Gene silencing through RNAi or ASO action should be a viable therapeutic strategy in the treatment of HD. Current oligonucleotide-based approaches have not allowed for the targeting of mutant alleles with CAG repeat expansions, such as mutant huntingtin, with high selectivity or potency in vitro (9, 10). Since wild-type huntingtin has numerous physiological activities in cells that are important for neuronal function, complete suppression of both mutant and wild-type huntingtin may not be desirable (11), and allele-specific silencing of mutant huntingtin by targeting associated SNPs (12–14) represents a promising alternative. Another potential therapeutic strategy comprises simultaneous partial (rather than complete) lowering of wild-type and mutant huntingtin expression, with the aim of reducing mutant huntingtin expression sufficiently for therapeutic benefit while preserving sufficient wild-type huntingtin expression for maintaining normal cellular physiology. Clearly, specific and potent allelic silencing, if achievable, would be ideally suited for therapy in autosomal dominant diseases such as HD.
Allele-specific silencing is predicated on experimentally verified functions of wild-type huntingtin. Huntingtin has multiple effects in development (15) and neuronal physiology (15), including regulation of transcription (16–18), membrane dynamics (19), mitochondrial efficiency (20), BDNF transcription (15, 21, 22), autophagy (23–26), and endosomal recycling (ref. 7 and Figure 1). Huntingtin knockout mice (Hdh–/–) exhibit embryonic lethality by day 8.5, at a time preceding nervous system development (27). Elimination of wild-type huntingtin in adult mice is associated with neuronal loss in several brain regions, especially cortex and striatum, motor deficits, behavioral changes, and shortened lifespan (11). Overexpression of wild-type huntingtin improves survival in cultured neuron-derived cells (28, 29) and neuroblastoma cells expressing mutant huntingtin (30). Loss of wild-type huntingtin increases caspase-3 activity and apoptosis (31). During development, elimination of wild-type huntingtin reduces neuronal survival and produces mice with behavioral changes (32). Overexpression of wild-type huntingtin in the YAC128 mouse model of HD reduces the extent of striatal neuropathology (33).
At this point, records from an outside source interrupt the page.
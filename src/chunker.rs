//! Split text into messages that fit the chat platform's size limit.

use std::num::NonZeroUsize;

/// Split `text` into consecutive slices of at most `max_len` characters.
///
/// Slices end on character boundaries, never inside a multi-byte character.
/// Lines are not respected, matching the platform's own raw limit.
/// Concatenating the result gives back `text` exactly; empty text yields no
/// chunks.
pub fn chunk(text: &str, max_len: NonZeroUsize) -> Vec<String> {
    let max_len = max_len.get();
    let mut chunks = Vec::new();
    let mut start = 0;

    while start < text.len() {
        let end = text[start..]
            .char_indices()
            .nth(max_len)
            .map_or(text.len(), |(offset, _)| start + offset);
        chunks.push(text[start..end].to_string());
        start = end;
    }

    chunks
}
Wild-type huntingtin is associated with vesicles in neurons (34). Huntingtin in axons moves in anterograde and retrograde directions (35), and reduction of wild-type protein levels is associated with reduced BDNF (36) and mitochondrial trafficking in neurons (37). Post-translational modification of wild-type huntingtin provides further regulation of axonal trafficking (38). Wild-type huntingtin forms a complex with Rab11 and affects recycling of transferrin receptor and EAAC1, a receptor that controls uptake of cysteine in neurons (39, 40). Loss of wild-type huntingtin impairs vesicle recycling and increases production of reactive oxygen species (40). Mutant huntingtin has similar effects in neurons as disrupting the Rab11 complex (39).
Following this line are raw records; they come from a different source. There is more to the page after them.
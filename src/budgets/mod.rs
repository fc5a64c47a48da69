//! Budgets: a hard cap on tool invocations for one agent run
//!
//! A `Budget` belongs to exactly one `AgentRun`. The agent creates it when the
//! run starts, calls `reset` once, and drops it together with the run. It is
//! never cloned, never stored in a static, and never handed to a second run.
//!
//! `check_and_increment` is the only mutator. It is a single atomic
//! read-modify-write, so even an accidentally shared instance can never be
//! pushed past its limit and never applies a partial increment.

use std::sync::atomic::{AtomicUsize, Ordering};

use serde::{Deserialize, Serialize};
use thiserror::Error;

/// Signal produced when a run asks for one more tool call than its budget allows.
#[derive(Debug, Clone, Copy, PartialEq, Eq, Error, Serialize, Deserialize)]
#[error("Tool-call budget exceeded: {used} of {limit} used")]
pub struct BudgetExceeded {
    pub limit: usize,
    pub used: usize,
}

/// Per-run tool-call counter.
#[derive(Debug)]
pub struct Budget {
    limit: usize,
    used: AtomicUsize,
}

impl Budget {
    /// Create a budget allowing `limit` tool calls.
    pub fn new(limit: usize) -> Self {
        Self {
            limit,
            used: AtomicUsize::new(0),
        }
    }

    pub fn limit(&self) -> usize {
        self.limit
    }

    pub fn used(&self) -> usize {
        self.used.load(Ordering::SeqCst)
    }

    pub fn remaining(&self) -> usize {
        self.limit.saturating_sub(self.used())
    }

    pub fn is_exhausted(&self) -> bool {
        self.used() >= self.limit
    }

    /// Reserve one tool call.
    ///
    /// Returns the 1-based sequence number of the granted call, or
    /// `BudgetExceeded` without touching the counter.
    pub fn check_and_increment(&self) -> Result<usize, BudgetExceeded> {
        let limit = self.limit;
        self.used
            .fetch_update(Ordering::SeqCst, Ordering::SeqCst, |used| {
                (used < limit).then_some(used + 1)
            })
            .map(|previous| previous + 1)
            .map_err(|used| BudgetExceeded { limit, used })
    }

    /// Return the budget to zero use. Only called when a run starts.
    pub fn reset(&self) {
        self.used.store(0, Ordering::SeqCst);
    }
}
To summarize, elimination of wild-type huntingtin has multiple harmful impacts on adult neurons: loss of pro-survival mechanisms, decreased levels of an essential growth factor (BDNF), and impaired axonal trafficking and endosomal recycling, leading to accumulation of toxic reactive oxygen species. Thus, silencing of the huntingtin gene must be done with the recognition that wild-type huntingtin expression should be maintained at safe levels.
Huntingtin is a large protein (~350 kDa) with many potential sites of protein interaction, including the polyglutamine region. In theory, expansion of the polyglutamine series can strengthen protein interactions or permit new interactions (41). Immunoisolation and pull-down experiments have been used to create protein networks of huntingtin (42, 43). Wild-type huntingtin has many sites for proteolytic cleavage and may be targeted by caspases, calpains, and aspartyl proteases (44–47). Mutant huntingtin shares these sites of proteolysis (45, 47). It is unclear if differences in cleavage rates contribute to toxicity of mutant huntingtin fragments through changes in folding, clearance of mutant huntingtin fragments, or the propensity for mutant huntingtin (and fragments) to aggregate or form aberrant protein interactions (48–50). Thus, combinatorial changes by the mutant huntingtin and its fragments might underlie complexities in HD pathogenesis. Thus, directly silencing mutant huntingtin offers a most rational therapeutic strategy.
RNAi and ASOs are the two major approaches to therapeutic gene suppression (Figure 2). They offer powerful solutions for selectively inhibiting disease targets, including those such as huntingtin that are difficult to modulate specifically with traditional pharmaceutical classes such as small molecules or proteins, due to protein size or intracellular location. Although small-molecule screens have been conducted, initially to prevent huntingtin aggregation (51) and more recently to reverse pathogenic processes (52), clinical testing has not yet been initiated with these small molecules. Furthermore, neither the function of the pathogenic protein nor its interacting partners needs to be known to implement either protein lowering approach; the only consideration is that excess protein drives pathology, as is the case with mutant huntingtin protein. A contribution of mutant mRNA to pathology would also be susceptible to gene silencing. Both therapeutic approaches require adequate in vivo delivery of drug; this critical aspect for drug development is discussed in detail later in this review.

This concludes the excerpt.